— STORED DATA —
----------------------------------------
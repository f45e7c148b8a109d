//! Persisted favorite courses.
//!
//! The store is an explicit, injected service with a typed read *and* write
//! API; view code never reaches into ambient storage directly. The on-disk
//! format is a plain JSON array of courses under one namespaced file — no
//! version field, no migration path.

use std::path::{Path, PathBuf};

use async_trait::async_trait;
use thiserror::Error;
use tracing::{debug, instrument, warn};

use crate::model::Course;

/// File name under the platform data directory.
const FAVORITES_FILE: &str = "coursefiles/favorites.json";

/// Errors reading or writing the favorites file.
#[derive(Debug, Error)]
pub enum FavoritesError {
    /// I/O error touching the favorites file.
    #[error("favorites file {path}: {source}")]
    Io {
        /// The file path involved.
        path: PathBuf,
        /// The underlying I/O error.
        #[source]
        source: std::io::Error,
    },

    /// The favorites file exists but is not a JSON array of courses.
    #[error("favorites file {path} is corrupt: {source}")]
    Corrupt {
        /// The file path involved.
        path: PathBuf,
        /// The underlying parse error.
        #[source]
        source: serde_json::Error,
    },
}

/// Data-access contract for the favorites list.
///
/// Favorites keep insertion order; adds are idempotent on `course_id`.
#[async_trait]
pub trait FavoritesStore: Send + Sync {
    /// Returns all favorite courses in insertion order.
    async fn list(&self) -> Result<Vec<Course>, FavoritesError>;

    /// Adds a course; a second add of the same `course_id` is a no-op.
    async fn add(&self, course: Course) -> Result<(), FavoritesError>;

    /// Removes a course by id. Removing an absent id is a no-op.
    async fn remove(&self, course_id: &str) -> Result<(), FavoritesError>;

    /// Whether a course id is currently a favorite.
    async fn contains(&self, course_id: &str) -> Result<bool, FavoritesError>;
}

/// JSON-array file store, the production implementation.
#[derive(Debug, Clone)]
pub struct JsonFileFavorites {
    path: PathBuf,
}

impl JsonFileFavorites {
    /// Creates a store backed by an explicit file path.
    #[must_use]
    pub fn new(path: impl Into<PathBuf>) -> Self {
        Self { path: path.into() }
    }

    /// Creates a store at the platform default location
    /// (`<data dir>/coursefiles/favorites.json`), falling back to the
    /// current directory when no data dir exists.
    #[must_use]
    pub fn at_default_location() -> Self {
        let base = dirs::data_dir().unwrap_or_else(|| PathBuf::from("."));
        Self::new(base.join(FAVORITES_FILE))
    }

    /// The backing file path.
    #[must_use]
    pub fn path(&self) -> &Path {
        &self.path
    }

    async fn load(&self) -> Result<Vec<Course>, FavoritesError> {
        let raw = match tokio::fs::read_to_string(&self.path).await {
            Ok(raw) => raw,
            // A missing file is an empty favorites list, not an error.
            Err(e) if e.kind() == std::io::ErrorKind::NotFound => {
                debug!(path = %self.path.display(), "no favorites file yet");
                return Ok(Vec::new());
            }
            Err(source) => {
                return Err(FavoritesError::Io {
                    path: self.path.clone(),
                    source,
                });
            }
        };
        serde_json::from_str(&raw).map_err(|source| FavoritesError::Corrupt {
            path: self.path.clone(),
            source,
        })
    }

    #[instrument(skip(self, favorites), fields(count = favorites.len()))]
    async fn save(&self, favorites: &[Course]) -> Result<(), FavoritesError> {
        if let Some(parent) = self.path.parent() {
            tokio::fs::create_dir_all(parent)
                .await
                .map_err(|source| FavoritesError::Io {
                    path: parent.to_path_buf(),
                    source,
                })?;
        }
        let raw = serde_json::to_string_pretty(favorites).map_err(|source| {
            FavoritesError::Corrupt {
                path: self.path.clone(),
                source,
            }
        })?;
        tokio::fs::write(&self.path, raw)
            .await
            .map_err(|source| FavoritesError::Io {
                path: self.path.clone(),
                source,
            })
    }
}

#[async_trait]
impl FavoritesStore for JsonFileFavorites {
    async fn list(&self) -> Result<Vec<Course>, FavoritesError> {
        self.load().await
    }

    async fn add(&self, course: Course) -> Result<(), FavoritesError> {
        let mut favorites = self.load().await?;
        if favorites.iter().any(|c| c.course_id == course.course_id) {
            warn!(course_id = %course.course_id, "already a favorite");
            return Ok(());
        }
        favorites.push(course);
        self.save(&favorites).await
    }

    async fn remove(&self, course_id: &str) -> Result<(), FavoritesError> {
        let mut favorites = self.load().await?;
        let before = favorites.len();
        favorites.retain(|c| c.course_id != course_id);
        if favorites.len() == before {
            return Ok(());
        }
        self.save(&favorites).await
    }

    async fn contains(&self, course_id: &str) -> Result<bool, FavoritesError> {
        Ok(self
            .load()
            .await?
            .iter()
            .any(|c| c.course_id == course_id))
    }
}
----------------------------------------
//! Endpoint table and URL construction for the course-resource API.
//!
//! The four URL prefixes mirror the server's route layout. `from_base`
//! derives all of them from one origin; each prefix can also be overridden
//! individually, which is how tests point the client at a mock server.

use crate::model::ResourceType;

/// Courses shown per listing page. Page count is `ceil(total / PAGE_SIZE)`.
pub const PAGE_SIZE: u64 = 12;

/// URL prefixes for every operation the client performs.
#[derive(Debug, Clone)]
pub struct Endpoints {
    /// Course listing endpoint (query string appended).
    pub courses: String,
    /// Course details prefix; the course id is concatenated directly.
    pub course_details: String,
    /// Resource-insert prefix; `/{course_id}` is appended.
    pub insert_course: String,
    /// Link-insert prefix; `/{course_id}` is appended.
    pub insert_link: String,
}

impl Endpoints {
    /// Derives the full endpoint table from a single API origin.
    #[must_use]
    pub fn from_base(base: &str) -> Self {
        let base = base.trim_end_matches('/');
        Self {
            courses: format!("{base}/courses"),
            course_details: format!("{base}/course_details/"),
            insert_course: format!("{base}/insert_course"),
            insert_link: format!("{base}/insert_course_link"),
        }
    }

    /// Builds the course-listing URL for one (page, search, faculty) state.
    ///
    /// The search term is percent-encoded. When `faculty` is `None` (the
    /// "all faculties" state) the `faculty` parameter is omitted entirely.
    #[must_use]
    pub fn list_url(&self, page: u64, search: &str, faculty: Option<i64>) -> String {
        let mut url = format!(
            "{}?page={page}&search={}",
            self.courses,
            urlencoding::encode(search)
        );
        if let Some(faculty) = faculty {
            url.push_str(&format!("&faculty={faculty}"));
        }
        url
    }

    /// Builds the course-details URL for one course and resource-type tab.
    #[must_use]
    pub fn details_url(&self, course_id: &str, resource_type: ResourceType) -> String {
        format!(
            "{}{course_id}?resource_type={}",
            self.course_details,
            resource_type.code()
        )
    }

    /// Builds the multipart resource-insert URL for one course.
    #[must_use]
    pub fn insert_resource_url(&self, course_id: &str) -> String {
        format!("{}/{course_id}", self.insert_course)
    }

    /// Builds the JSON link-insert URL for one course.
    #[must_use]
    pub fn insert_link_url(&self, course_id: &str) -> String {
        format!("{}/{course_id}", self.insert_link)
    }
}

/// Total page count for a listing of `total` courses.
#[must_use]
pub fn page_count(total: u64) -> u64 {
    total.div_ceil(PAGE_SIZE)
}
----------------------------------------
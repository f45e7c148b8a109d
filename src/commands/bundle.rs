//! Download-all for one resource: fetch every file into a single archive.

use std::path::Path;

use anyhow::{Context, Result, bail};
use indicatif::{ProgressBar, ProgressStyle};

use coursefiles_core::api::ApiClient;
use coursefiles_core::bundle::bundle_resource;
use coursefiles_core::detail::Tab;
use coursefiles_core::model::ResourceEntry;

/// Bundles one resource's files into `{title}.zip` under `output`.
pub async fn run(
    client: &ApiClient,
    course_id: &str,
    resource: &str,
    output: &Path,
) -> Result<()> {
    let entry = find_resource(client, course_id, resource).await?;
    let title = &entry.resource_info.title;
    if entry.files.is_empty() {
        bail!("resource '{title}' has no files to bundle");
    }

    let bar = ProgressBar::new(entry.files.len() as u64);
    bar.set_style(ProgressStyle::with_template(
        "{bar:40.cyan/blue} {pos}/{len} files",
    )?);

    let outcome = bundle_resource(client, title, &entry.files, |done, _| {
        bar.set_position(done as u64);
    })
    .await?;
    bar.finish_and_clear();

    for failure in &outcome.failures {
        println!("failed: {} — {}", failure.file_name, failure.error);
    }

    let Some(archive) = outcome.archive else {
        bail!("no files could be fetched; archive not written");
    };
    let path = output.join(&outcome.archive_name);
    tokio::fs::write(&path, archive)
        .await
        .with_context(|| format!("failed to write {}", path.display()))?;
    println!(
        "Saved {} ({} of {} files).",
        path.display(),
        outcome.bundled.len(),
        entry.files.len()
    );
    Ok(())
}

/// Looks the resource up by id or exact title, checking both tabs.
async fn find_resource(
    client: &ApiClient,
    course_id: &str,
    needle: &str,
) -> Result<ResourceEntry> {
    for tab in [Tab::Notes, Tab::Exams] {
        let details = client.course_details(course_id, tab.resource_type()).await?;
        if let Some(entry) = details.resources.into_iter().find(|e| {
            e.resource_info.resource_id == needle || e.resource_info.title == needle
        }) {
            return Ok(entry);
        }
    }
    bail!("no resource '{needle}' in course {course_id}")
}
----------------------------------------
— TASK GOAL —
Where the listing above reaches the line that contains "let bar = ProgressBar::new(entry.files.len()", start retyping, and finish with the line that contains "title, &entry.files, |done, _|"; reproduce those lines exactly and no others.

— RESULT —
    let bar = ProgressBar::new(entry.files.len() as u64);
    bar.set_style(ProgressStyle::with_template(
        "{bar:40.cyan/blue} {pos}/{len} files",
    )?);

    let outcome = bundle_resource(client, title, &entry.files, |done, _| {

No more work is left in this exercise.